— EXERCISE DESCRIPTION —
Tally the lines below that contain "filename" and reply with only the tally.

— LISTED ENTRIES —
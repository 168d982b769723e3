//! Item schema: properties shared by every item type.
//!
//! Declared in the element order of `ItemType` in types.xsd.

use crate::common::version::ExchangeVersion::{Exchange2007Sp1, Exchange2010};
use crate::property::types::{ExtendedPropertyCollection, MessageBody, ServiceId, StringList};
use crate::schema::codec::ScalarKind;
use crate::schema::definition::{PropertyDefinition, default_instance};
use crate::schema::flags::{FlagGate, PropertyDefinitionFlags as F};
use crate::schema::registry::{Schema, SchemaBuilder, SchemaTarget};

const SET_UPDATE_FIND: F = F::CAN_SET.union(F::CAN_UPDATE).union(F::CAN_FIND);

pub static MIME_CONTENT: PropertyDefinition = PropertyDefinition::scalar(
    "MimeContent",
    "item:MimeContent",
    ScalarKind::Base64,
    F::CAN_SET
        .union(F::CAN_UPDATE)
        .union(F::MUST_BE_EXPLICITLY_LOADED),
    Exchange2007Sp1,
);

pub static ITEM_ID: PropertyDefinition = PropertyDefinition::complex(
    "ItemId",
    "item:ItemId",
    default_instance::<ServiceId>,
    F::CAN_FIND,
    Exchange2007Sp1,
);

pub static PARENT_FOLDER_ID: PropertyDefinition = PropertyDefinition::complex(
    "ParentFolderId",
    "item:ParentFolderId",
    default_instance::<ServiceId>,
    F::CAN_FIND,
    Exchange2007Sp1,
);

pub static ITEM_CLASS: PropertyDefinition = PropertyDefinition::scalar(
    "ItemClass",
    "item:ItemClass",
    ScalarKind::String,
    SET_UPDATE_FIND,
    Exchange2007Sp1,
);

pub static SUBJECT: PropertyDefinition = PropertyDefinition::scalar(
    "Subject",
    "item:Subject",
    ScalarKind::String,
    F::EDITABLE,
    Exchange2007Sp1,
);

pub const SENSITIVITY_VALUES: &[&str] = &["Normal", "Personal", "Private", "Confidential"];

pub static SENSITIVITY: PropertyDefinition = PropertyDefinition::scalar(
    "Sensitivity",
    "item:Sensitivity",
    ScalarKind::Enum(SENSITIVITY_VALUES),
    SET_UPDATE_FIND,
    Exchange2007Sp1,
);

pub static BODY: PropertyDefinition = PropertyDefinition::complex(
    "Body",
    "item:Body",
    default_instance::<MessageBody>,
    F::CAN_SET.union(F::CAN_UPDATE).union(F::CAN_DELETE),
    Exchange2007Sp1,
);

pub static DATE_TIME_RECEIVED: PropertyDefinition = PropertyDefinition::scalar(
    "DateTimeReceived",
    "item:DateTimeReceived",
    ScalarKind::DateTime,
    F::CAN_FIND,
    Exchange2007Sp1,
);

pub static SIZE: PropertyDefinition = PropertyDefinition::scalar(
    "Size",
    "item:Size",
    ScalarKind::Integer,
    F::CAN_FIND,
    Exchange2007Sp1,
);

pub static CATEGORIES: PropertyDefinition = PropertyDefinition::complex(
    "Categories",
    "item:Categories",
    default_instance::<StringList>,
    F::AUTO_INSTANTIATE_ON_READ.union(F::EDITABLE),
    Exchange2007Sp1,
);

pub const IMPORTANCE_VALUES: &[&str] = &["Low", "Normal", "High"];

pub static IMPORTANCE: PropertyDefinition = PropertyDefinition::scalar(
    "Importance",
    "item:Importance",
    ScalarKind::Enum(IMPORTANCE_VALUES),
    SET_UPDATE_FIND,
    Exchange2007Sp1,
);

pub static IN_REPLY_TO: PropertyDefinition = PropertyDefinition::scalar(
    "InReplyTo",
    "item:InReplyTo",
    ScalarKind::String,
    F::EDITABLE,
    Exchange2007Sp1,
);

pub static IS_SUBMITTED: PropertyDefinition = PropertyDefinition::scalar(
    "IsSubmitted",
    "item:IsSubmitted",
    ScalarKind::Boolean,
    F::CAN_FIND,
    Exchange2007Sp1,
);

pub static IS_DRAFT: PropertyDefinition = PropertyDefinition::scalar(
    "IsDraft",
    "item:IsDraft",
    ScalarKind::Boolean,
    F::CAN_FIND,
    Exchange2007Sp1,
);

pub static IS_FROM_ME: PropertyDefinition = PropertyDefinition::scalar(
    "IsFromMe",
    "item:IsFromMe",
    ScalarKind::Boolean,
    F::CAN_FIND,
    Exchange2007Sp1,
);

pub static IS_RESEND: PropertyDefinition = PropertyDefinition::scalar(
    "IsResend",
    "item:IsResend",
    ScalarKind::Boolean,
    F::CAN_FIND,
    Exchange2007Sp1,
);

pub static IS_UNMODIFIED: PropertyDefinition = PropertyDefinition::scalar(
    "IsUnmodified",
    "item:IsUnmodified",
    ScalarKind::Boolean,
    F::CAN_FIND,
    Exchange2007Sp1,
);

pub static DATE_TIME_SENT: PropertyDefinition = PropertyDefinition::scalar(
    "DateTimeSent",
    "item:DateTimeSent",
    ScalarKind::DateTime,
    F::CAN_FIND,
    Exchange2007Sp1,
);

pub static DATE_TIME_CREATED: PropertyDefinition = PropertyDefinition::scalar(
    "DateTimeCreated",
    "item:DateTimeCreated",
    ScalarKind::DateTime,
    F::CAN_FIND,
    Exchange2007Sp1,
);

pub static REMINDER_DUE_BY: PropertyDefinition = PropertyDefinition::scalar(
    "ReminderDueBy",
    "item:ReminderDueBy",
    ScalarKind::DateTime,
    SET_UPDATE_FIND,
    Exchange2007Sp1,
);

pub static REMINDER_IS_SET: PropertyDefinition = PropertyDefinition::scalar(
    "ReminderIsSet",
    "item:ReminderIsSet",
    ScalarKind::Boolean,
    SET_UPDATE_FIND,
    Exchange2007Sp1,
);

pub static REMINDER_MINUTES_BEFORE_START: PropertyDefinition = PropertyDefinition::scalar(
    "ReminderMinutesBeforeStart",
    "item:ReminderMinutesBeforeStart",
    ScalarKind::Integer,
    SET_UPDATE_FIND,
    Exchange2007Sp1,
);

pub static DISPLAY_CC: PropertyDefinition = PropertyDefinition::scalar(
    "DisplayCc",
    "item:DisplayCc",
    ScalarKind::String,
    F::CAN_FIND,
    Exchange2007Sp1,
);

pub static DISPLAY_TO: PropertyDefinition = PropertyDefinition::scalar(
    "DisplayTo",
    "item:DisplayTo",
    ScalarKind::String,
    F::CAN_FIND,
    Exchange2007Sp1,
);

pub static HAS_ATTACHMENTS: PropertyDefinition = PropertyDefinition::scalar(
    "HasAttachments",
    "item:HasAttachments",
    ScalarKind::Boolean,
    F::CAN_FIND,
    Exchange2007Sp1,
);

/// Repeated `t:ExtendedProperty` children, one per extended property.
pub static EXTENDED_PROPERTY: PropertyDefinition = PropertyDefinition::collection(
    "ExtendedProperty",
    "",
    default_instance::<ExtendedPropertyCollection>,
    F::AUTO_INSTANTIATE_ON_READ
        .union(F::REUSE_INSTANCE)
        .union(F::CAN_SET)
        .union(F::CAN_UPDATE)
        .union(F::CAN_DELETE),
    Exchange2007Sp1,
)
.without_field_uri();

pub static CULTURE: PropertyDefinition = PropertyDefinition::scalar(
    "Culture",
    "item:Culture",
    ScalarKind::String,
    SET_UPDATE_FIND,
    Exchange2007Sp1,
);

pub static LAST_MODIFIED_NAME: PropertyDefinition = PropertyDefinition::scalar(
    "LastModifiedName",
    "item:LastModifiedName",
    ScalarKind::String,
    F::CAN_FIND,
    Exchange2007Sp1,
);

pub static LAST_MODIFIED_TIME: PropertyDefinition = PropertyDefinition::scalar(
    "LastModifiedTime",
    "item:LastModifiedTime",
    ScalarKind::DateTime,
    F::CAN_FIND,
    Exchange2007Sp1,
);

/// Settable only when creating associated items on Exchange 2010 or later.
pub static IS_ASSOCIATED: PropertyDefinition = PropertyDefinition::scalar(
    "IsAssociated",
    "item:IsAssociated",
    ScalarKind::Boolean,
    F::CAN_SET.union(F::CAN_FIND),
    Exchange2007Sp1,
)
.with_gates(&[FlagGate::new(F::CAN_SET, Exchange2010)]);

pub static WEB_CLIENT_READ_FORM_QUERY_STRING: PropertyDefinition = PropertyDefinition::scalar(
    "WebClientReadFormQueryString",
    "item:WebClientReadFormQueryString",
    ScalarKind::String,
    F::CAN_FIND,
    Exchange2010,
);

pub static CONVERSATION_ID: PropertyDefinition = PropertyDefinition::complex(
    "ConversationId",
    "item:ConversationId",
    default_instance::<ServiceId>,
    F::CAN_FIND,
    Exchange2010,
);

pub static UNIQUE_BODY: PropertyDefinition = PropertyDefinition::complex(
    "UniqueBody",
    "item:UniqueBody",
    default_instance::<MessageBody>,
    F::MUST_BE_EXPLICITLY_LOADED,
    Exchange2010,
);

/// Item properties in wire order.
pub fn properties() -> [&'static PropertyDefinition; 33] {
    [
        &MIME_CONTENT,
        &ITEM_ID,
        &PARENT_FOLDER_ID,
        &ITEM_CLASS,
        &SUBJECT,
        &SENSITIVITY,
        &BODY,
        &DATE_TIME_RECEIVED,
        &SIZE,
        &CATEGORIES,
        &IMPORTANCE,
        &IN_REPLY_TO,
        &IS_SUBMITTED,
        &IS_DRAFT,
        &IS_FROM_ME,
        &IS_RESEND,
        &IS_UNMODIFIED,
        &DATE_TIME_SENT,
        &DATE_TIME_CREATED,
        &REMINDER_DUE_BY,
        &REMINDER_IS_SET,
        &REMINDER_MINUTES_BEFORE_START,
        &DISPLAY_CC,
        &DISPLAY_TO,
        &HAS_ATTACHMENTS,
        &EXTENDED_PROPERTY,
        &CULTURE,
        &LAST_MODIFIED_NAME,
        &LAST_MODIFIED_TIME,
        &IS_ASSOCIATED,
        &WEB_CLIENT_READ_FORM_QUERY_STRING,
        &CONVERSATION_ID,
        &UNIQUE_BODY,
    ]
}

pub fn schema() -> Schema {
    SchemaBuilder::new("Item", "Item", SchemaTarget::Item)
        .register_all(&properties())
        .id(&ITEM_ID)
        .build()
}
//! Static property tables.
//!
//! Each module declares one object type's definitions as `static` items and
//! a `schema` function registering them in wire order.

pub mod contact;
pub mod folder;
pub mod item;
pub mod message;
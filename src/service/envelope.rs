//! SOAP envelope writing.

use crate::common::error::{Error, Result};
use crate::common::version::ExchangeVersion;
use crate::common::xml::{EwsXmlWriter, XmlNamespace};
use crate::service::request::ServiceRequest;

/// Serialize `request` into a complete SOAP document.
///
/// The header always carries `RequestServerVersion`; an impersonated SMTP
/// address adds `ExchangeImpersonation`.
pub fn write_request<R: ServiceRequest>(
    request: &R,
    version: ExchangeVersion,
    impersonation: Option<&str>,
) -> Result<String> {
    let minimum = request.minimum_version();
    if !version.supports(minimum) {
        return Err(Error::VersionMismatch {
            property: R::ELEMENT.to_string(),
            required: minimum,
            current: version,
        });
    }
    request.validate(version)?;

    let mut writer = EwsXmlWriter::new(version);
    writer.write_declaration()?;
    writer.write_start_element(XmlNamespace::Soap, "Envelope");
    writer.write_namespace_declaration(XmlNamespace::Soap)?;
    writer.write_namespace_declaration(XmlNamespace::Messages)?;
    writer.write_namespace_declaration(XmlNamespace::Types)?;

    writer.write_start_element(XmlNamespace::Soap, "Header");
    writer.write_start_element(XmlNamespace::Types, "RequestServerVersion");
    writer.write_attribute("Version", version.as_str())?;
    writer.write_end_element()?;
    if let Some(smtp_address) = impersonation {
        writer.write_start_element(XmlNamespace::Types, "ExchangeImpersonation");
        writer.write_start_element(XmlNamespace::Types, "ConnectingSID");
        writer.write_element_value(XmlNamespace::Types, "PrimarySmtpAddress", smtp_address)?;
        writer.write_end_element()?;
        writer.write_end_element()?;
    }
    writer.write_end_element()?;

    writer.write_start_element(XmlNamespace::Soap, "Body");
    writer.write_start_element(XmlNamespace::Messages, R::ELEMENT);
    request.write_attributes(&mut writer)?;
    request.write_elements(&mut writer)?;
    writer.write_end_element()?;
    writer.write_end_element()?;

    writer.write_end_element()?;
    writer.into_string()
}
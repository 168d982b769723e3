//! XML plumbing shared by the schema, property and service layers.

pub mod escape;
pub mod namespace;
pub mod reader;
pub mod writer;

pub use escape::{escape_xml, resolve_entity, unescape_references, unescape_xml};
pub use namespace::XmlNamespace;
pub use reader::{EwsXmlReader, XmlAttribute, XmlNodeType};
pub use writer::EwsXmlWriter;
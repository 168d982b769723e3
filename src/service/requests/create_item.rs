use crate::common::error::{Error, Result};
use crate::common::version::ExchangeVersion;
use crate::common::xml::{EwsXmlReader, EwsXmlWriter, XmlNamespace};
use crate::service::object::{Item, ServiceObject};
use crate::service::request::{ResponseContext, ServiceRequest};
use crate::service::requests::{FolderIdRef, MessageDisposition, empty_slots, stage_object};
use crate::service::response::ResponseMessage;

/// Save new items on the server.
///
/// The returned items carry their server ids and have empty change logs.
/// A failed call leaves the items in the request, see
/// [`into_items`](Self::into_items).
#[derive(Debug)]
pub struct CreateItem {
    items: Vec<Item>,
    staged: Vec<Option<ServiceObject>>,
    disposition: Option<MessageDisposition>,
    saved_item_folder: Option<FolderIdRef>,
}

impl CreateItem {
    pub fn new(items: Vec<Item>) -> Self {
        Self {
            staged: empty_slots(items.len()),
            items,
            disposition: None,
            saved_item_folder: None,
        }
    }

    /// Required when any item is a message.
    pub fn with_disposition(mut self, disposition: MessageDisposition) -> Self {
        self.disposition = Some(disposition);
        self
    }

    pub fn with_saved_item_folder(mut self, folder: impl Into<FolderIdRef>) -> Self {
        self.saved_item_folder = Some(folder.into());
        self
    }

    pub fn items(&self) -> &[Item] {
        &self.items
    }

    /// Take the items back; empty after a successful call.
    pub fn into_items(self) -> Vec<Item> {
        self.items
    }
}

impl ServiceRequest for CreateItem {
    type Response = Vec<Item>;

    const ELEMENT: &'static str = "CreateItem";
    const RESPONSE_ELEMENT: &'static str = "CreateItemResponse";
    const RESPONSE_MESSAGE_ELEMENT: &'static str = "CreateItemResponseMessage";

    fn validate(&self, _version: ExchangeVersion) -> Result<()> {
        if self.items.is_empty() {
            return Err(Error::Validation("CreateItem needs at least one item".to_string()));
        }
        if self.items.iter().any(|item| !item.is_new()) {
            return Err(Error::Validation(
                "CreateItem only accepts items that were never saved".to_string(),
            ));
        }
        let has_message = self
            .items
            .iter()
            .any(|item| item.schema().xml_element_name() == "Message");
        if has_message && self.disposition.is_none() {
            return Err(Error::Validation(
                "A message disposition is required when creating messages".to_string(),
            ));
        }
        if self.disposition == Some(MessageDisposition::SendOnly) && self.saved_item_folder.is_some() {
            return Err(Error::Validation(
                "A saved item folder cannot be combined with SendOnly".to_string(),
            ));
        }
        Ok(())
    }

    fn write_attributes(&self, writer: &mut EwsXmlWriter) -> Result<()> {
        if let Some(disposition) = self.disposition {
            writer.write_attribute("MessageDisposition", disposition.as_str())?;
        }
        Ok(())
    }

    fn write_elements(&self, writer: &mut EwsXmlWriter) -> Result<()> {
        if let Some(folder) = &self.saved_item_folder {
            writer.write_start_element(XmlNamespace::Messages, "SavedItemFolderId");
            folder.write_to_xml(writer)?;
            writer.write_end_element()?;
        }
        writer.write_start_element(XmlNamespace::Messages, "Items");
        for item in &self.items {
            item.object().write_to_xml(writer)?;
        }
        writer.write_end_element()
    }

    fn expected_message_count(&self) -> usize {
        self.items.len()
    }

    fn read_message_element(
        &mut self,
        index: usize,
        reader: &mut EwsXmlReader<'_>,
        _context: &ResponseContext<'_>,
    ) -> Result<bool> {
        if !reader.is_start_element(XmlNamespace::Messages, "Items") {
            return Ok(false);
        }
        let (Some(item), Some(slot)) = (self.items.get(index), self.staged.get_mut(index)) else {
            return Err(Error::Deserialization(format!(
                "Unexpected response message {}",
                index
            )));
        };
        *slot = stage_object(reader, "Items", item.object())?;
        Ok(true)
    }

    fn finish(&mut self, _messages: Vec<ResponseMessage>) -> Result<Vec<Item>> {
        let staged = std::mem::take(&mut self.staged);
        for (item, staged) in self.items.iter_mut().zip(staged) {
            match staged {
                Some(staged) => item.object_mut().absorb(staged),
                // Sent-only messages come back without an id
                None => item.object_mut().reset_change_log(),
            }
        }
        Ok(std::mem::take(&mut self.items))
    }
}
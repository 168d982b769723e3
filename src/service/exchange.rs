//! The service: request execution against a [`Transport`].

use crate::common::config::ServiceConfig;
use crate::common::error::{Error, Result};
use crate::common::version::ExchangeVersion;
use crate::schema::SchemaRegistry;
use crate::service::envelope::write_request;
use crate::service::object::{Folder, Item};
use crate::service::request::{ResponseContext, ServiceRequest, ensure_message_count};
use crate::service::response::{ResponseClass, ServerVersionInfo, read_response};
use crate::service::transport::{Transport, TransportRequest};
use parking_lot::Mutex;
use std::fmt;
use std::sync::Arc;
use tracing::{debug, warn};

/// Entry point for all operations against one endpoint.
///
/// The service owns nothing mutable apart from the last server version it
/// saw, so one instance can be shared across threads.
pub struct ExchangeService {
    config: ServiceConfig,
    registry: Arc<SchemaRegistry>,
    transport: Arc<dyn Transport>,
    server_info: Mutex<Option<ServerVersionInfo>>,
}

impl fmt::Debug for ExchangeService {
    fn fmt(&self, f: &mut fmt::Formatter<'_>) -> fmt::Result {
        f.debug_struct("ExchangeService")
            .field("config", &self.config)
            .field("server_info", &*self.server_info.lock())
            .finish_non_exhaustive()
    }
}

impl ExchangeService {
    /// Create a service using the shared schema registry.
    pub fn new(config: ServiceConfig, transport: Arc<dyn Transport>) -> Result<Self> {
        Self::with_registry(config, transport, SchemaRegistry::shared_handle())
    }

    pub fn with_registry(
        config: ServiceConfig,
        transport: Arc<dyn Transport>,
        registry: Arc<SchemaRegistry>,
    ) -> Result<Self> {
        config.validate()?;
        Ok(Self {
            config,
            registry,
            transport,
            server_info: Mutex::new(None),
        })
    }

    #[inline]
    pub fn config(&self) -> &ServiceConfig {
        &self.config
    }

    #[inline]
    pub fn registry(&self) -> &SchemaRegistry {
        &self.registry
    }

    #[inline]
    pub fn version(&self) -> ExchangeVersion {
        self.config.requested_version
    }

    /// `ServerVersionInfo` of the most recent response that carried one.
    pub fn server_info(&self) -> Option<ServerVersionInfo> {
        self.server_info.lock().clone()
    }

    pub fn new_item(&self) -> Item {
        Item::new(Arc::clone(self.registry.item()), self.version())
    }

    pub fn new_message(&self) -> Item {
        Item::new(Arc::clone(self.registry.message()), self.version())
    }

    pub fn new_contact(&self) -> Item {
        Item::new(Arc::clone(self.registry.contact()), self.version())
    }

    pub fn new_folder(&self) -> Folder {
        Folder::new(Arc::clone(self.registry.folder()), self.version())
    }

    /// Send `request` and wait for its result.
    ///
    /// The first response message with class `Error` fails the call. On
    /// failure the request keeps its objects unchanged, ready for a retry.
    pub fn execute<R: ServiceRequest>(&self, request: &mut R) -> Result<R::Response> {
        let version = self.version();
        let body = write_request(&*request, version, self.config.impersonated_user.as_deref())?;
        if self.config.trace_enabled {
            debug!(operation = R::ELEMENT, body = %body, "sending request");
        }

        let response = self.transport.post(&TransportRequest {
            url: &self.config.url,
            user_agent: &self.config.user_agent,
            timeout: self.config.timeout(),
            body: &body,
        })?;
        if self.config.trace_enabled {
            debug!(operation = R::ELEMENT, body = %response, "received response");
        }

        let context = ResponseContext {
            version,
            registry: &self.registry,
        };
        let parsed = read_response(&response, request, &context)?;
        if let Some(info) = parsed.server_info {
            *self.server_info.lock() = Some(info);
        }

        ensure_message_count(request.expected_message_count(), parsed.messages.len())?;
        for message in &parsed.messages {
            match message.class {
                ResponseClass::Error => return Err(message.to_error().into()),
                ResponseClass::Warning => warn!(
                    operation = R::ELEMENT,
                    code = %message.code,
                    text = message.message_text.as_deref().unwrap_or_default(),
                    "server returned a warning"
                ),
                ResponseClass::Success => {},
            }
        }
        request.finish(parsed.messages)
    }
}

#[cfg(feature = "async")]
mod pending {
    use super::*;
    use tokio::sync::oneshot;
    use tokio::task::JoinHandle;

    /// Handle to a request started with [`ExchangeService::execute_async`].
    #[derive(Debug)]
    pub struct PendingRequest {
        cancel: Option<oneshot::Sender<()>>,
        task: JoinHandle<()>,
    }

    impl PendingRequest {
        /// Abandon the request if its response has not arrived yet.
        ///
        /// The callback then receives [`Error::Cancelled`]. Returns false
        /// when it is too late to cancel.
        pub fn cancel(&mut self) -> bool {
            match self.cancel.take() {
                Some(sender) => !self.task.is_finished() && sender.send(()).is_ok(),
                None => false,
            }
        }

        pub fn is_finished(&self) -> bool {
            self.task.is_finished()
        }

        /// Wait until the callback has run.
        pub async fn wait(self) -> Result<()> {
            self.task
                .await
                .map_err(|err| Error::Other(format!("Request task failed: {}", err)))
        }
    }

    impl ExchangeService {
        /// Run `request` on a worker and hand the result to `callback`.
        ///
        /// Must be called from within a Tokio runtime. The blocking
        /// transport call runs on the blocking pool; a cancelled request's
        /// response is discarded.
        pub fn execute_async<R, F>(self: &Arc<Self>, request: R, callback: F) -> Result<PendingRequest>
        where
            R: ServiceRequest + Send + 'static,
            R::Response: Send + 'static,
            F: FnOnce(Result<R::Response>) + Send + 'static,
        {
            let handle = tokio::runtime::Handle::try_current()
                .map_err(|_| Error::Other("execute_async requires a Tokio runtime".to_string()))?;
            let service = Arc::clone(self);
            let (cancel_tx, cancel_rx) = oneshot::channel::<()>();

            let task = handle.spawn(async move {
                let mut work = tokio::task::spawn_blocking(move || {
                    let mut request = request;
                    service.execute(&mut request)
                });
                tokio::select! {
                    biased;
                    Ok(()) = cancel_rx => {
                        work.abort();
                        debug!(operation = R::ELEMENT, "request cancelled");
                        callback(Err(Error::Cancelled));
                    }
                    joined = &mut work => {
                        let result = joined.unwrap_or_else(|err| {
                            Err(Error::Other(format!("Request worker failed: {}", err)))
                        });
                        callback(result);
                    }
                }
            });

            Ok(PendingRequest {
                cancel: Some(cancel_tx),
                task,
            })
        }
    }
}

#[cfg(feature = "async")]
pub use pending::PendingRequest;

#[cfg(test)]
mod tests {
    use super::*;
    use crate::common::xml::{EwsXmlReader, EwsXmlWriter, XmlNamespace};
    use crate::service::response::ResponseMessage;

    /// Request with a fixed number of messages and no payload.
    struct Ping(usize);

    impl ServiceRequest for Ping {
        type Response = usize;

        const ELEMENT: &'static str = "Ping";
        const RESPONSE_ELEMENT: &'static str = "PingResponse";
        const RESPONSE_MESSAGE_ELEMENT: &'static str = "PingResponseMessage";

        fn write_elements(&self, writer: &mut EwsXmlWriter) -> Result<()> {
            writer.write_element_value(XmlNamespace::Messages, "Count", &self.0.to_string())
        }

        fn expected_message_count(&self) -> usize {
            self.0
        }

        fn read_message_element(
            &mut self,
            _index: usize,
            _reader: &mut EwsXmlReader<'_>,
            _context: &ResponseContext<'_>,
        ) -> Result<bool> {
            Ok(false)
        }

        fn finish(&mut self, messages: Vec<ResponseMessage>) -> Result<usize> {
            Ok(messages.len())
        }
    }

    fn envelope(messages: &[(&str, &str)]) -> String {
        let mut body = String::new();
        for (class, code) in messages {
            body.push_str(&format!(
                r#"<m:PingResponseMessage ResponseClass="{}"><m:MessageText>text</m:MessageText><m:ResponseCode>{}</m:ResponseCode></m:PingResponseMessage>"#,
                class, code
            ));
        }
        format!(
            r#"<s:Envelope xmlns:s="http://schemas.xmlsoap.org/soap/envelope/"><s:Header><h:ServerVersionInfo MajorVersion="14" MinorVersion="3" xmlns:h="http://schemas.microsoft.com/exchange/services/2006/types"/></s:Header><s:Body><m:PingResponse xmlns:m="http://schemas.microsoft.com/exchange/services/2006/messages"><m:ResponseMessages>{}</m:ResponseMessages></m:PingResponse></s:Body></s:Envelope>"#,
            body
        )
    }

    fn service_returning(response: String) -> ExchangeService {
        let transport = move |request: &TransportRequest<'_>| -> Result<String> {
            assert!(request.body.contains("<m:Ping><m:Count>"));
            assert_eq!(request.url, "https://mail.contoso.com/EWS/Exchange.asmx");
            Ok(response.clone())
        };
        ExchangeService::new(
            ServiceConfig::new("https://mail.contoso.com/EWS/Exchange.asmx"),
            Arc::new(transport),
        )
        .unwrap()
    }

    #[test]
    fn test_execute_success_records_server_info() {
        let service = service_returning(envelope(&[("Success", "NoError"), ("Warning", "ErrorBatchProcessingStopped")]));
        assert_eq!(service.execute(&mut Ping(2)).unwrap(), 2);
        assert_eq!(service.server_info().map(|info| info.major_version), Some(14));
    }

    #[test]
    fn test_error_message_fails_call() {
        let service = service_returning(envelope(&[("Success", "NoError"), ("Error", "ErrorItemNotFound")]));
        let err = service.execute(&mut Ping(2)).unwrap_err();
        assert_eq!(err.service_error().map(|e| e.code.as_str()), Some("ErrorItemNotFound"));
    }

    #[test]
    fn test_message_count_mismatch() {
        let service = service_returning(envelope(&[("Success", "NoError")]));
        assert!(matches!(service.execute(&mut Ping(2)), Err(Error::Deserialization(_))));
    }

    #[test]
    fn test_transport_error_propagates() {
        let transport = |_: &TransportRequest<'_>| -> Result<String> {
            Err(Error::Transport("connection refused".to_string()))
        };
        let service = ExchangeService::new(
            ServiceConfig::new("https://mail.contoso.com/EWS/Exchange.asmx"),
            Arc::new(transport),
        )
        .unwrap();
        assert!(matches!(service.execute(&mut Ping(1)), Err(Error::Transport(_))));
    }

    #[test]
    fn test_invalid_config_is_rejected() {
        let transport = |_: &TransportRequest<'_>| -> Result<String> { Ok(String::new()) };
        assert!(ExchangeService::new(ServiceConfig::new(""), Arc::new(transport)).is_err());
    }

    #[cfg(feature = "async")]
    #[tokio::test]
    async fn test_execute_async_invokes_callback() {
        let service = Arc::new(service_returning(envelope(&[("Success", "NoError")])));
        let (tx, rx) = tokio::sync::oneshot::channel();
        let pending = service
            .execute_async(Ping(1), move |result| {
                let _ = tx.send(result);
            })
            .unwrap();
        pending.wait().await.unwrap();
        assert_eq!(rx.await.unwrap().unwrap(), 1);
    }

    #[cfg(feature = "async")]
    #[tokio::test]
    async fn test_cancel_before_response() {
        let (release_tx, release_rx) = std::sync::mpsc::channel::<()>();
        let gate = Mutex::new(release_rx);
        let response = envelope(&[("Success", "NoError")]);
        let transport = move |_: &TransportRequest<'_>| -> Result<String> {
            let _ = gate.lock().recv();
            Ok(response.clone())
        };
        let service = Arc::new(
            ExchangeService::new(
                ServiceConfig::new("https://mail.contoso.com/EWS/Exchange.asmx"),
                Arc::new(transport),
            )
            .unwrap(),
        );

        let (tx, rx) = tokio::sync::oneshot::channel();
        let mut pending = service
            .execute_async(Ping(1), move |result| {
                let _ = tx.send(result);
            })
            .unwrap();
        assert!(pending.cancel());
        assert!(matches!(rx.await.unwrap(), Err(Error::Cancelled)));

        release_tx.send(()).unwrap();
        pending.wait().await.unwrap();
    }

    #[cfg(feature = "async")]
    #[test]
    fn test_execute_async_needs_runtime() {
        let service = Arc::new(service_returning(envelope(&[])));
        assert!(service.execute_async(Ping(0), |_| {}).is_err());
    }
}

— PROBLEM SOLUTION —
3